"If You Build It," a PBS documentary about the innovative work done by Emily Pilloton and Matt Miller at a high school in Bertie County, North Carolina, has inspired an entire program at my school. I know because their work inspired me to do it.
In the movie, Pilloton and Miller lead a group of high school students through a yearlong course on design, teaching them tools, technologies, teamwork, and most importantly - focus on their community.
In the end, students designed and built a community farmer's market, learning architecture, carpentry, construction, mathematics, design, and so many other things it's impossible to list them all.
From the moment I saw the video, I knew I'd found the focus for the new STEM program I was challenged with designing from scratch. Many (most?) STEM programs have kids focus their creative energies on solving some kind of textbook problem or generic activity-based design challenge.
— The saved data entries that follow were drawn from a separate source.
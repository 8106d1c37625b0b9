//! Multi-source duration resolution with consensus and a review workflow.

mod consensus;
mod error;
pub mod matching;
mod provider;
mod resolver;
mod review;

pub use consensus::{Cluster, ConsensusPolicy, Decision, Vote};
pub use error::DurationError;
pub use provider::{
    DurationCandidate, DurationProvider, ProviderError, RateLimitedProvider, TrackQuery,
};
pub use resolver::{AlbumResolutionSummary, DurationResolverService, ResolveContext};
pub use review::{
    BulkReviewAction, BulkReviewResult, DurationStatistics, ReviewItem, ReviewPage,
    ReviewQueueQuery, ReviewSource,
};
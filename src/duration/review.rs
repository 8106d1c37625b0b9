//! Review workflow on top of the resolver: applying, rejecting and listing
//! resolutions that need a human decision.

use super::error::DurationError;
use super::resolver::DurationResolverService;
use crate::duration_store::{
    Album, DurationResolution, DurationSource, DurationStats, ResolutionEntry, ResolutionFilter,
    ResolutionStatus, Track,
};
use serde::{Deserialize, Serialize};
use tracing::{info, warn};

const ADMIN_REVIEWER: &str = "admin";
const SYSTEM_REVIEWER: &str = "system";
const DEFAULT_PAGE_SIZE: usize = 20;
const MAX_PAGE_SIZE: usize = 50;

#[derive(Debug, Clone, Default, Deserialize)]
pub struct ReviewQueueQuery {
    pub page: usize,
    pub limit: usize,
    pub search: Option<String>,
}

impl ReviewQueueQuery {
    fn page(&self) -> usize {
        self.page.max(1)
    }

    fn limit(&self) -> usize {
        if self.limit == 0 {
            DEFAULT_PAGE_SIZE
        } else {
            self.limit.min(MAX_PAGE_SIZE)
        }
    }
}

#[derive(Debug, Clone, Serialize)]
pub struct ReviewSource {
    #[serde(flatten)]
    pub source: DurationSource,
    /// Within tolerance of the resolved duration.
    pub caused_match: bool,
}

#[derive(Debug, Clone, Serialize)]
pub struct ReviewItem {
    pub resolution: DurationResolution,
    pub track: Track,
    pub album: Option<Album>,
    pub sources: Vec<ReviewSource>,
}

#[derive(Debug, Clone, Serialize)]
pub struct ReviewPage {
    pub items: Vec<ReviewItem>,
    pub total: usize,
    pub page: usize,
    pub limit: usize,
    pub total_pages: usize,
}

#[derive(Debug, Clone, Copy, PartialEq, Eq, Serialize, Deserialize)]
#[serde(rename_all = "snake_case")]
pub enum BulkReviewAction {
    ApplyAll,
    RejectAll,
}

impl BulkReviewAction {
    pub fn parse(s: &str) -> Option<Self> {
        match s {
            "apply_all" => Some(BulkReviewAction::ApplyAll),
            "reject_all" => Some(BulkReviewAction::RejectAll),
            _ => None,
        }
    }
}

#[derive(Debug, Clone, Default, PartialEq, Eq, Serialize)]
pub struct BulkReviewResult {
    pub processed: usize,
    pub failed: usize,
}

#[derive(Debug, Clone, Default, PartialEq, Eq, Serialize)]
pub struct DurationStatistics {
    pub total_tracks: i64,
    pub missing_duration: i64,
    pub resolved_duration: i64,
    pub manual_duration: i64,
    pub pending_review: i64,
}

impl From<DurationStats> for DurationStatistics {
    fn from(stats: DurationStats) -> Self {
        Self {
            total_tracks: stats.total_tracks,
            missing_duration: stats.missing_duration,
            resolved_duration: stats.resolved_duration,
            manual_duration: stats.manual_duration,
            pending_review: stats.needs_review,
        }
    }
}

fn validate_duration(duration: i32) -> Result<(), DurationError> {
    if duration <= 0 {
        return Err(DurationError::Validation(format!(
            "Duration must be positive, got {}",
            duration
        )));
    }
    Ok(())
}

impl DurationResolverService {
    fn load_resolution(&self, id: i64) -> Result<DurationResolution, DurationError> {
        self.store
            .get_resolution(id)?
            .ok_or_else(|| DurationError::not_found("Resolution", id))
    }

    // =========================================================================
    // Review actions
    // =========================================================================

    /// Approves a resolution with the given duration and writes it onto the
    /// track as a manual value.
    pub fn apply_resolution(
        &self,
        id: i64,
        duration: i32,
        notes: Option<&str>,
    ) -> Result<DurationResolution, DurationError> {
        validate_duration(duration)?;
        let resolution = self.load_resolution(id)?;
        if !matches!(
            resolution.status,
            ResolutionStatus::NeedsReview | ResolutionStatus::Resolved
        ) {
            return Err(DurationError::InvalidState {
                expected: "needs_review or resolved".to_string(),
                actual: resolution.status.as_str().to_string(),
            });
        }

        let applied = self.store.apply_review(id, duration, ADMIN_REVIEWER, notes)?;
        info!(
            "Applied duration {}s to track {} from resolution {}",
            duration, applied.track_id, id
        );
        Ok(applied)
    }

    pub fn apply_source(
        &self,
        id: i64,
        source_id: i64,
        notes: Option<&str>,
    ) -> Result<DurationResolution, DurationError> {
        let source = self
            .store
            .get_source(source_id)?
            .filter(|s| s.resolution_id == id)
            .ok_or_else(|| DurationError::not_found("Source", source_id))?;
        if source.duration_value <= 0 {
            return Err(DurationError::Validation(format!(
                "Source {} ({}) has no duration",
                source_id, source.source_name
            )));
        }
        self.apply_resolution(id, source.duration_value, notes)
    }

    pub fn reject_resolution(
        &self,
        id: i64,
        actor: &str,
        notes: Option<&str>,
    ) -> Result<DurationResolution, DurationError> {
        let resolution = self.load_resolution(id)?;
        if resolution.status == ResolutionStatus::Rejected {
            return Err(DurationError::InvalidState {
                expected: "not rejected".to_string(),
                actual: resolution.status.as_str().to_string(),
            });
        }
        let rejected = self.store.reject_resolution(id, actor, notes)?;
        info!("Resolution {} rejected by {}", id, actor);
        Ok(rejected)
    }

    pub fn manually_set_duration(
        &self,
        track_id: i64,
        duration: i32,
        notes: Option<&str>,
    ) -> Result<DurationResolution, DurationError> {
        validate_duration(duration)?;
        if self.store.get_track(track_id)?.is_none() {
            return Err(DurationError::not_found("Track", track_id));
        }
        let resolution = self
            .store
            .set_manual_duration(track_id, duration, ADMIN_REVIEWER, notes)?;
        info!("Manually set duration of track {} to {}s", track_id, duration);
        Ok(resolution)
    }

    /// Leaves the resolution in the queue, only recording notes.
    pub fn skip_review(&self, id: i64, notes: Option<&str>) -> Result<(), DurationError> {
        self.load_resolution(id)?;
        self.store.update_review_notes(id, notes)?;
        Ok(())
    }

    pub fn bulk_review(
        &self,
        action: BulkReviewAction,
        ids: &[i64],
        notes: Option<&str>,
    ) -> Result<BulkReviewResult, DurationError> {
        let mut result = BulkReviewResult::default();
        for &id in ids {
            let outcome = match action {
                BulkReviewAction::ApplyAll => self.apply_best_source(id, notes),
                BulkReviewAction::RejectAll => self
                    .reject_resolution(id, SYSTEM_REVIEWER, notes)
                    .map(|_| ()),
            };
            match outcome {
                Ok(()) => result.processed += 1,
                Err(e) if e.is_fatal() => return Err(e),
                Err(e) => {
                    warn!("Bulk review of resolution {} failed: {}", id, e);
                    result.failed += 1;
                }
            }
        }
        info!(
            "Bulk review {:?}: {} processed, {} failed",
            action, result.processed, result.failed
        );
        Ok(result)
    }

    fn apply_best_source(&self, id: i64, notes: Option<&str>) -> Result<(), DurationError> {
        let best = self
            .store
            .get_sources(id)?
            .into_iter()
            .filter(|s| s.is_success())
            .max_by(|a, b| a.confidence.total_cmp(&b.confidence))
            .ok_or_else(|| {
                DurationError::Validation(format!("Resolution {} has no successful source", id))
            })?;
        self.apply_resolution(id, best.duration_value, notes)?;
        Ok(())
    }

    // =========================================================================
    // Queues
    // =========================================================================

    pub fn review_queue(&self, query: &ReviewQueueQuery) -> Result<ReviewPage, DurationError> {
        self.list_page(query, vec![ResolutionStatus::NeedsReview], false)
    }

    pub fn resolved_queue(&self, query: &ReviewQueueQuery) -> Result<ReviewPage, DurationError> {
        self.list_page(
            query,
            vec![ResolutionStatus::Resolved, ResolutionStatus::Approved],
            true,
        )
    }

    pub fn review_details(&self, id: i64) -> Result<ReviewItem, DurationError> {
        let resolution = self.load_resolution(id)?;
        let track = self
            .store
            .get_track(resolution.track_id)?
            .ok_or_else(|| DurationError::not_found("Track", resolution.track_id))?;
        let album = self.store.get_album(resolution.album_id)?;
        self.build_item(
            ResolutionEntry {
                resolution,
                track,
                album,
            },
            false,
        )
    }

    pub fn statistics(&self) -> Result<DurationStatistics, DurationError> {
        Ok(self.store.get_duration_stats()?.into())
    }

    fn list_page(
        &self,
        query: &ReviewQueueQuery,
        statuses: Vec<ResolutionStatus>,
        resolved_only: bool,
    ) -> Result<ReviewPage, DurationError> {
        let page = query.page();
        let limit = query.limit();
        let filter = ResolutionFilter {
            statuses,
            search: query
                .search
                .as_deref()
                .map(str::trim)
                .filter(|s| !s.is_empty())
                .map(str::to_string),
            newest_first_by_update: resolved_only,
            limit,
            offset: (page - 1).saturating_mul(limit),
        };
        let (entries, total) = self.store.list_resolutions(&filter)?;
        let items = entries
            .into_iter()
            .map(|entry| self.build_item(entry, resolved_only))
            .collect::<Result<Vec<_>, _>>()?;

        Ok(ReviewPage {
            items,
            total,
            page,
            limit,
            total_pages: total.div_ceil(limit),
        })
    }

    fn build_item(&self, entry: ResolutionEntry, successful_only: bool) -> Result<ReviewItem, DurationError> {
        let mut sources = self.store.get_sources(entry.resolution.id)?;
        if successful_only {
            sources.retain(|s| s.is_success());
            sources.sort_by(|a, b| b.confidence.total_cmp(&a.confidence));
        }
        let tolerance = self.settings.tolerance_secs;
        let sources = sources
            .into_iter()
            .map(|source| ReviewSource {
                caused_match: source.is_success()
                    && entry
                        .resolution
                        .resolved_duration
                        .map(|d| (source.duration_value - d).abs() <= tolerance)
                        .unwrap_or(false),
                source,
            })
            .collect();
        Ok(ReviewItem {
            resolution: entry.resolution,
            track: entry.track,
            album: entry.album,
            sources,
        })
    }
}
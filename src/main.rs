use anyhow::{bail, Context, Result};
use clap::{Parser, Subcommand};
use serde::Serialize;
use std::path::PathBuf;
use std::sync::Arc;
use tracing::{info, level_filters::LevelFilter};
use tracing_subscriber::{layer::SubscriberExt, util::SubscriberInitExt, EnvFilter};

mod cli_style;

use cli_style::{
    colors, format_duration, format_timestamp, get_styles, print_empty_list, print_error,
    print_key_value, print_key_value_colored, print_section_footer, print_section_header,
    print_success, print_warning, resolution_status_color, worker_status_color, TableBuilder,
};
use duration_resolver::bulk::{BulkProgress, ProgressPersistence, WorkerState};
use duration_resolver::config::{AppConfig, CliConfig, FileConfig};
use duration_resolver::duration::{
    BulkReviewAction, DurationResolverService, ReviewItem, ReviewPage, ReviewQueueQuery,
};
use duration_resolver::duration_store::{DurationStore, SqliteDurationStore};

fn parse_path(s: &str) -> Result<PathBuf> {
    let original_path = PathBuf::from(s);
    if original_path.is_absolute() {
        return Ok(original_path);
    }
    let cwd = std::env::current_dir()?;
    Ok(cwd.join(original_path))
}

#[derive(Parser, Debug)]
#[command(styles = get_styles(), name = "duration-admin")]
struct CliArgs {
    /// Directory holding duration.db.
    #[clap(long, value_parser = parse_path)]
    pub db_dir: Option<PathBuf>,

    /// Path to a TOML config file, its values override the CLI.
    #[clap(long, value_parser = parse_path)]
    pub config: Option<PathBuf>,

    /// Print results as JSON instead of tables.
    #[clap(long)]
    pub json: bool,

    #[command(subcommand)]
    command: Command,
}

#[derive(Subcommand, Debug)]
enum Command {
    /// Shows the persisted progress of the bulk resolution.
    Status,

    /// Shows duration statistics of the library.
    Stats,

    /// Lists tracks still missing a duration.
    Tracks {
        /// Only tracks of this album.
        #[clap(long)]
        album: Option<i64>,
    },

    /// Lists resolutions waiting for review, newest first.
    Queue {
        #[clap(long, default_value_t = 1)]
        page: usize,
        #[clap(long, default_value_t = 20)]
        limit: usize,
        #[clap(long)]
        search: Option<String>,
    },

    /// Lists resolved and approved resolutions.
    Resolved {
        #[clap(long, default_value_t = 1)]
        page: usize,
        #[clap(long, default_value_t = 20)]
        limit: usize,
        #[clap(long)]
        search: Option<String>,
    },

    /// Shows a resolution with every source that was queried.
    Show { id: i64 },

    /// Approves a resolution with the given duration in seconds.
    Apply {
        id: i64,
        duration: i32,
        #[clap(long)]
        notes: Option<String>,
    },

    /// Approves a resolution using the duration reported by one source.
    ApplySource {
        id: i64,
        source_id: i64,
        #[clap(long)]
        notes: Option<String>,
    },

    /// Rejects a resolution, the track keeps its duration.
    Reject {
        id: i64,
        #[clap(long)]
        notes: Option<String>,
    },

    /// Sets the duration of a track by hand.
    Set {
        track_id: i64,
        duration: i32,
        #[clap(long)]
        notes: Option<String>,
    },

    /// Keeps a resolution in the queue, only storing notes.
    Skip {
        id: i64,
        #[clap(long)]
        notes: Option<String>,
    },

    /// Applies or rejects many resolutions at once.
    /// ACTION is either apply_all or reject_all.
    BulkReview {
        action: String,
        #[clap(required = true)]
        ids: Vec<i64>,
        #[clap(long)]
        notes: Option<String>,
    },

    /// Discards the persisted bulk progress.
    ResetProgress,
}

fn print_json<T: Serialize>(value: &T) -> Result<()> {
    println!("{}", serde_json::to_string_pretty(value)?);
    Ok(())
}

fn print_page(title: &str, page: &ReviewPage) {
    print_section_header(title);
    if page.items.is_empty() {
        print_empty_list("Nothing to show");
    } else {
        let mut table = TableBuilder::new(&["ID", "Track", "Album", "Status", "Duration", "Sources"]);
        for item in &page.items {
            table.add_row(vec![
                item.resolution.id.to_string(),
                item.track.title.clone(),
                item.album
                    .as_ref()
                    .map(|a| format!("{} - {}", a.artist, a.title))
                    .unwrap_or_default(),
                item.resolution.status.as_str().to_string(),
                format_duration(item.resolution.resolved_duration.unwrap_or(0)),
                format!(
                    "{}/{}",
                    item.resolution.successful_queries, item.resolution.sources_queried
                ),
            ]);
        }
        table.print();
    }
    print_key_value(
        "Page",
        &format!(
            "{} of {} ({} total)",
            page.page,
            page.total_pages.max(1),
            page.total
        ),
    );
    print_section_footer();
}

fn print_item(item: &ReviewItem) {
    let resolution = &item.resolution;
    print_section_header(&format!("Resolution {}", resolution.id));
    print_key_value("Track", &format!("{} ({})", item.track.title, item.track.id));
    if let Some(album) = &item.album {
        print_key_value("Album", &format!("{} - {}", album.artist, album.title));
    }
    print_key_value_colored(
        "Status",
        resolution.status.as_str(),
        resolution_status_color(resolution.status),
    );
    print_key_value("Original", &format_duration(resolution.original_duration));
    print_key_value(
        "Resolved",
        &format_duration(resolution.resolved_duration.unwrap_or(0)),
    );
    print_key_value(
        "Consensus",
        &format!(
            "{} of {} sources",
            resolution.consensus_count, resolution.sources_queried
        ),
    );
    if let Some(notes) = &resolution.review_notes {
        print_key_value("Notes", notes);
    }
    print_key_value("Updated", &format_timestamp(Some(resolution.updated_at)));

    let mut table = TableBuilder::new(&["ID", "Source", "Duration", "Match", "Confidence", "Result"]);
    for s in &item.sources {
        let result = if !s.source.error_message.is_empty() {
            s.source.error_message.clone()
        } else if s.caused_match {
            "match".to_string()
        } else {
            "ok".to_string()
        };
        table.add_row(vec![
            s.source.id.to_string(),
            s.source.source_name.clone(),
            format_duration(s.source.duration_value),
            format!("{:.2}", s.source.match_score),
            format!("{:.2}", s.source.confidence),
            result,
        ]);
    }
    table.print();
    print_section_footer();
}

fn print_progress(progress: &BulkProgress) {
    let state = &progress.state;
    print_section_header("Bulk resolution");
    print_key_value_colored(
        "Status",
        state.status.as_str(),
        worker_status_color(state.status),
    );
    print_key_value(
        "Processed",
        &format!(
            "{}/{} ({:.1}%)",
            state.processed_tracks, state.total_tracks, progress.percent_complete
        ),
    );
    print_key_value("Resolved", &state.resolved_count.to_string());
    print_key_value("Needs review", &state.needs_review_count.to_string());
    print_key_value("Failed", &state.failed_count.to_string());
    print_key_value("Skipped", &state.skipped_count.to_string());
    if let Some(track) = &state.current_track {
        print_key_value("Current track", track);
    }
    if let Some(error) = &state.last_error {
        print_key_value_colored("Last error", error, colors::RED);
    }
    print_key_value("Started", &format_timestamp(state.started_at));
    print_key_value("Last activity", &format_timestamp(state.last_activity_at));
    print_key_value("Completed", &format_timestamp(state.completed_at));
    print_section_footer();
}

fn run(cli: CliArgs) -> Result<()> {
    let file_config = cli.config.as_deref().map(FileConfig::load).transpose()?;
    let config = AppConfig::resolve(
        &CliConfig {
            db_dir: cli.db_dir.clone(),
        },
        file_config,
    )?;

    let db_path = config.duration_db_path();
    info!("Opening duration database at {:?}", db_path);
    let store = Arc::new(
        SqliteDurationStore::new(&db_path)
            .with_context(|| format!("Failed to open {:?}", db_path))?,
    );
    let service = DurationResolverService::new(store.clone(), vec![], config.resolver.clone());
    let json = cli.json;

    match cli.command {
        Command::Status => {
            let persistence = ProgressPersistence::new(store.clone());
            let state = persistence
                .reconciled_view()?
                .map(|p| WorkerState::from_persisted(&p))
                .unwrap_or_default();
            let progress = BulkProgress::from(state);
            if json {
                print_json(&progress)?;
            } else {
                print_progress(&progress);
            }
        }
        Command::Stats => {
            let stats = service.statistics()?;
            if json {
                print_json(&stats)?;
            } else {
                print_section_header("Durations");
                print_key_value("Total tracks", &stats.total_tracks.to_string());
                print_key_value_colored(
                    "Missing duration",
                    &stats.missing_duration.to_string(),
                    if stats.missing_duration > 0 {
                        colors::YELLOW
                    } else {
                        colors::GREEN
                    },
                );
                print_key_value("Auto-resolved", &stats.resolved_duration.to_string());
                print_key_value("Manual", &stats.manual_duration.to_string());
                print_key_value("Awaiting review", &stats.pending_review.to_string());
                print_section_footer();
            }
        }
        Command::Tracks { album } => {
            let tracks = match album {
                Some(album_id) => service.tracks_needing_resolution_for_album(album_id)?,
                None => service.tracks_needing_resolution()?,
            };
            if json {
                print_json(&tracks)?;
            } else {
                print_section_header("Tracks missing a duration");
                if tracks.is_empty() {
                    print_empty_list("Every track has a duration");
                } else {
                    let mut table = TableBuilder::new(&["ID", "Album", "#", "Title", "Review"]);
                    for track in &tracks {
                        table.add_row(vec![
                            track.id.to_string(),
                            track.album_id.to_string(),
                            track.track_number.to_string(),
                            track.title.clone(),
                            if track.duration_needs_review { "yes" } else { "" }.to_string(),
                        ]);
                    }
                    table.print();
                }
                print_section_footer();
            }
        }
        Command::Queue { page, limit, search } => {
            let page = service.review_queue(&ReviewQueueQuery { page, limit, search })?;
            if json {
                print_json(&page)?;
            } else {
                print_page("Review queue", &page);
            }
        }
        Command::Resolved { page, limit, search } => {
            let page = service.resolved_queue(&ReviewQueueQuery { page, limit, search })?;
            if json {
                print_json(&page)?;
            } else {
                print_page("Resolved", &page);
            }
        }
        Command::Show { id } => {
            let item = service.review_details(id)?;
            if json {
                print_json(&item)?;
            } else {
                print_item(&item);
            }
        }
        Command::Apply {
            id,
            duration,
            notes,
        } => {
            let resolution = service.apply_resolution(id, duration, notes.as_deref())?;
            print_success(&format!(
                "Track {} set to {}",
                resolution.track_id,
                format_duration(duration)
            ));
        }
        Command::ApplySource {
            id,
            source_id,
            notes,
        } => {
            let resolution = service.apply_source(id, source_id, notes.as_deref())?;
            print_success(&format!(
                "Track {} set to {}",
                resolution.track_id,
                format_duration(resolution.resolved_duration.unwrap_or(0))
            ));
        }
        Command::Reject { id, notes } => {
            service.reject_resolution(id, "admin", notes.as_deref())?;
            print_success(&format!("Resolution {} rejected", id));
        }
        Command::Set {
            track_id,
            duration,
            notes,
        } => {
            service.manually_set_duration(track_id, duration, notes.as_deref())?;
            print_success(&format!(
                "Track {} set to {}",
                track_id,
                format_duration(duration)
            ));
        }
        Command::Skip { id, notes } => {
            service.skip_review(id, notes.as_deref())?;
            print_success(&format!("Resolution {} left in the queue", id));
        }
        Command::BulkReview { action, ids, notes } => {
            let Some(action) = BulkReviewAction::parse(&action) else {
                bail!("Unknown bulk action '{}', use apply_all or reject_all", action);
            };
            let result = service.bulk_review(action, &ids, notes.as_deref())?;
            if json {
                print_json(&result)?;
            } else if result.failed > 0 {
                print_warning(&format!(
                    "{} processed, {} failed",
                    result.processed, result.failed
                ));
            } else {
                print_success(&format!("{} processed", result.processed));
            }
        }
        Command::ResetProgress => {
            store.clear_progress()?;
            print_success("Bulk progress cleared");
        }
    }
    Ok(())
}

fn main() {
    tracing_subscriber::registry()
        .with(tracing_subscriber::fmt::layer().with_writer(std::io::stderr))
        .with(
            EnvFilter::builder()
                .with_default_directive(LevelFilter::INFO.into())
                .with_env_var("LOG_LEVEL")
                .from_env_lossy(),
        )
        .init();

    let cli = CliArgs::parse();
    if let Err(err) = run(cli) {
        print_error(&format!("{:#}", err));
        std::process::exit(1);
    }
}
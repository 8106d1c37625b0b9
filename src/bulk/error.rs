use thiserror::Error;

#[derive(Debug, Error)]
pub enum BulkError {
    #[error("Bulk resolution already running")]
    AlreadyRunning,

    #[error("Bulk resolution is not running")]
    NotRunning,

    #[error("Bulk resolution is not paused")]
    NotPaused,

    #[error(transparent)]
    Store(#[from] anyhow::Error),
}
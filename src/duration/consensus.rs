//! Agreement policy over provider votes.
//!
//! Votes are clustered with windows anchored at each vote: a cluster starting
//! at duration `d` holds every vote in `[d, d + tolerance]`. Every pair inside
//! a cluster is therefore within tolerance, and any two votes within tolerance
//! share at least one cluster. The winning cluster has the highest summed
//! confidence, then the most independent sources, then the smallest spread,
//! then the lowest duration.

use crate::config::DurationResolverSettings;
use serde::Serialize;
use std::cmp::Ordering;
use std::collections::HashMap;

/// One provider's best usable answer.
#[derive(Debug, Clone, PartialEq, Serialize)]
pub struct Vote {
    pub source_name: String,
    pub duration: i32,
    pub confidence: f64,
}

impl Vote {
    pub fn new(source_name: &str, duration: i32, confidence: f64) -> Self {
        Self {
            source_name: source_name.to_string(),
            duration,
            confidence,
        }
    }
}

#[derive(Debug, Clone, PartialEq, Serialize)]
pub struct Cluster {
    /// One vote per source, the most confident one.
    pub members: Vec<Vote>,
    pub total_confidence: f64,
    pub min_duration: i32,
    pub max_duration: i32,
}

impl Cluster {
    fn from_window(window: &[Vote]) -> Self {
        let mut by_source: HashMap<&str, &Vote> = HashMap::new();
        for vote in window {
            let entry = by_source.entry(vote.source_name.as_str()).or_insert(vote);
            if vote.confidence > entry.confidence {
                *entry = vote;
            }
        }
        let mut members: Vec<Vote> = by_source.into_values().cloned().collect();
        members.sort_by(|a, b| a.duration.cmp(&b.duration).then(a.source_name.cmp(&b.source_name)));

        let total_confidence = members.iter().map(|v| v.confidence).sum();
        let min_duration = members.iter().map(|v| v.duration).min().unwrap_or(0);
        let max_duration = members.iter().map(|v| v.duration).max().unwrap_or(0);
        Self {
            members,
            total_confidence,
            min_duration,
            max_duration,
        }
    }

    pub fn independent_sources(&self) -> usize {
        self.members.len()
    }

    pub fn spread(&self) -> i32 {
        self.max_duration - self.min_duration
    }

    pub fn average_confidence(&self) -> f64 {
        if self.members.is_empty() {
            0.0
        } else {
            self.total_confidence / self.members.len() as f64
        }
    }

    /// Confidence-weighted mean, rounded to the nearest second.
    pub fn duration(&self) -> i32 {
        if self.members.is_empty() {
            return 0;
        }
        let weighted: f64 = if self.total_confidence > 0.0 {
            self.members
                .iter()
                .map(|v| v.duration as f64 * v.confidence)
                .sum::<f64>()
                / self.total_confidence
        } else {
            self.members.iter().map(|v| v.duration as f64).sum::<f64>() / self.members.len() as f64
        };
        (weighted.round() as i32).clamp(self.min_duration, self.max_duration)
    }

    fn rank(&self, other: &Cluster) -> Ordering {
        self.total_confidence
            .total_cmp(&other.total_confidence)
            .then(self.independent_sources().cmp(&other.independent_sources()))
            .then(other.spread().cmp(&self.spread()))
            .then(other.min_duration.cmp(&self.min_duration))
    }
}

#[derive(Debug, Clone, PartialEq, Serialize)]
#[serde(tag = "outcome", rename_all = "snake_case")]
pub enum Decision {
    /// Enough confident sources agree.
    Resolved { duration: i32, consensus_count: i32 },
    /// Some usable answers, but not enough agreement.
    NeedsReview {
        suggested_duration: i32,
        consensus_count: i32,
    },
    /// No usable answer.
    Failed,
}

#[derive(Debug, Clone, PartialEq)]
pub struct ConsensusPolicy {
    pub tolerance_secs: i32,
    pub min_agreeing_sources: usize,
    /// Average cluster confidence must be strictly greater than this.
    pub confidence_threshold: f64,
}

impl Default for ConsensusPolicy {
    fn default() -> Self {
        Self::from(&DurationResolverSettings::default())
    }
}

impl From<&DurationResolverSettings> for ConsensusPolicy {
    fn from(settings: &DurationResolverSettings) -> Self {
        Self {
            tolerance_secs: settings.tolerance_secs,
            min_agreeing_sources: settings.min_agreeing_sources,
            confidence_threshold: settings.confidence_threshold,
        }
    }
}

impl ConsensusPolicy {
    pub fn best_cluster(&self, votes: &[Vote]) -> Option<Cluster> {
        let mut sorted: Vec<Vote> = votes.iter().filter(|v| v.duration > 0).cloned().collect();
        sorted.sort_by(|a, b| a.duration.cmp(&b.duration).then(a.source_name.cmp(&b.source_name)));

        let mut best: Option<Cluster> = None;
        for (start, anchor) in sorted.iter().enumerate() {
            let end = sorted[start..]
                .iter()
                .take_while(|v| v.duration - anchor.duration <= self.tolerance_secs)
                .count();
            let candidate = Cluster::from_window(&sorted[start..start + end]);
            best = match best {
                Some(current) if current.rank(&candidate) != Ordering::Less => Some(current),
                _ => Some(candidate),
            };
        }
        best
    }

    fn is_accepted(&self, cluster: &Cluster) -> bool {
        cluster.independent_sources() >= self.min_agreeing_sources
            && cluster.average_confidence() > self.confidence_threshold
    }

    /// True once the votes already satisfy the resolve rule.
    pub fn has_consensus(&self, votes: &[Vote]) -> bool {
        self.best_cluster(votes)
            .map(|cluster| self.is_accepted(&cluster))
            .unwrap_or(false)
    }

    pub fn decide(&self, votes: &[Vote]) -> Decision {
        let Some(cluster) = self.best_cluster(votes) else {
            return Decision::Failed;
        };
        let consensus_count = cluster.independent_sources() as i32;
        if self.is_accepted(&cluster) {
            Decision::Resolved {
                duration: cluster.duration(),
                consensus_count,
            }
        } else {
            Decision::NeedsReview {
                suggested_duration: cluster.duration(),
                consensus_count,
            }
        }
    }
}
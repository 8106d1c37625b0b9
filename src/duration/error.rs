use thiserror::Error;

/// Errors returned by the resolver service and the review workflow.
#[derive(Debug, Error)]
pub enum DurationError {
    #[error("Validation error: {0}")]
    Validation(String),

    #[error("{entity} {id} not found")]
    NotFound { entity: &'static str, id: i64 },

    #[error("Invalid resolution state: expected {expected}, got {actual}")]
    InvalidState { expected: String, actual: String },

    #[error("Track {0} already has a duration")]
    AlreadyHasDuration(i64),

    #[error("Resolution cancelled")]
    Cancelled,

    #[error(transparent)]
    Store(#[from] anyhow::Error),
}

impl DurationError {
    pub fn not_found(entity: &'static str, id: i64) -> Self {
        DurationError::NotFound { entity, id }
    }

    /// Store failures abort a bulk run; everything else is per-track.
    pub fn is_fatal(&self) -> bool {
        matches!(self, DurationError::Store(_))
    }
}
Not at my school. Last year, students in every grade level had a capstone experience designed to test what they'd learned about human centered design:
- Fifth graders were tasked with finding a way to help a second grade student at our school who couldn't play street hockey because his hearing aid generated too much feedback when wearing his hearing aid. Their resulting ideas and prototypes involved potential solutions to that specific problem as well as many others that came up as they ideated after empathy interviews.
- Sixth graders sought to make it easier for a staff member, who has Cerebral palsy and travels with a wheelchair and an assist dog, to navigate the school campus. A variety of solutions were identified and created, and ultimately, a team of students presented the school board with their recommendation to install automatic doors, which is currently underway.
- Seventh graders worked in collaboration with JeffDESIGN, a college within a college at Jefferson University Hospital Medical Center in Philadelphia, in response to the provocation, "How might we make hospitals less scary for children?" Three top project teams were chosen to present their ideas to Jefferson leadership; several are being considered for development into real products.
- Eighth graders customized, printed, assembled and delivered e-NABLE 3D printed prosthetics to six children located in the USA, the UK and Ukraine.
That was last year. This year will be even better, as we embrace entrepreneurship and innovation as part of the design process, in active collaboration with the US Patent & Trademark Office, nearby makerspaces like NextFab in Philadelphia, the White House's Nation of Makers initiative, and more. We're also integrating EPICS, the unique curriculum developed at Purdue University that marries Next Generation Science Standards and human centered design. We've got bit plans!
So here's my point. The world is full of problems, ranging from big and hairy and seemingly unsolvable, to mere annoyances. We have an opportunity to prepare an entire generation of students to solve REAL PROBLEMS in the world, NOT MADE UP ONES. All it takes is a commitment to embrace human centered design in an authentic way, a supportive school administrative team, and a properly outfitted makerspace/fablab (it doesn't have to be full of expensive equipment, either). We're doing it in southern New Jersey. We started last year - this is our story. A similar series for Year 2 of our program is coming to Edutopia in a month or so, as well.
Won't you join us and commit to helping kids make the world a better place?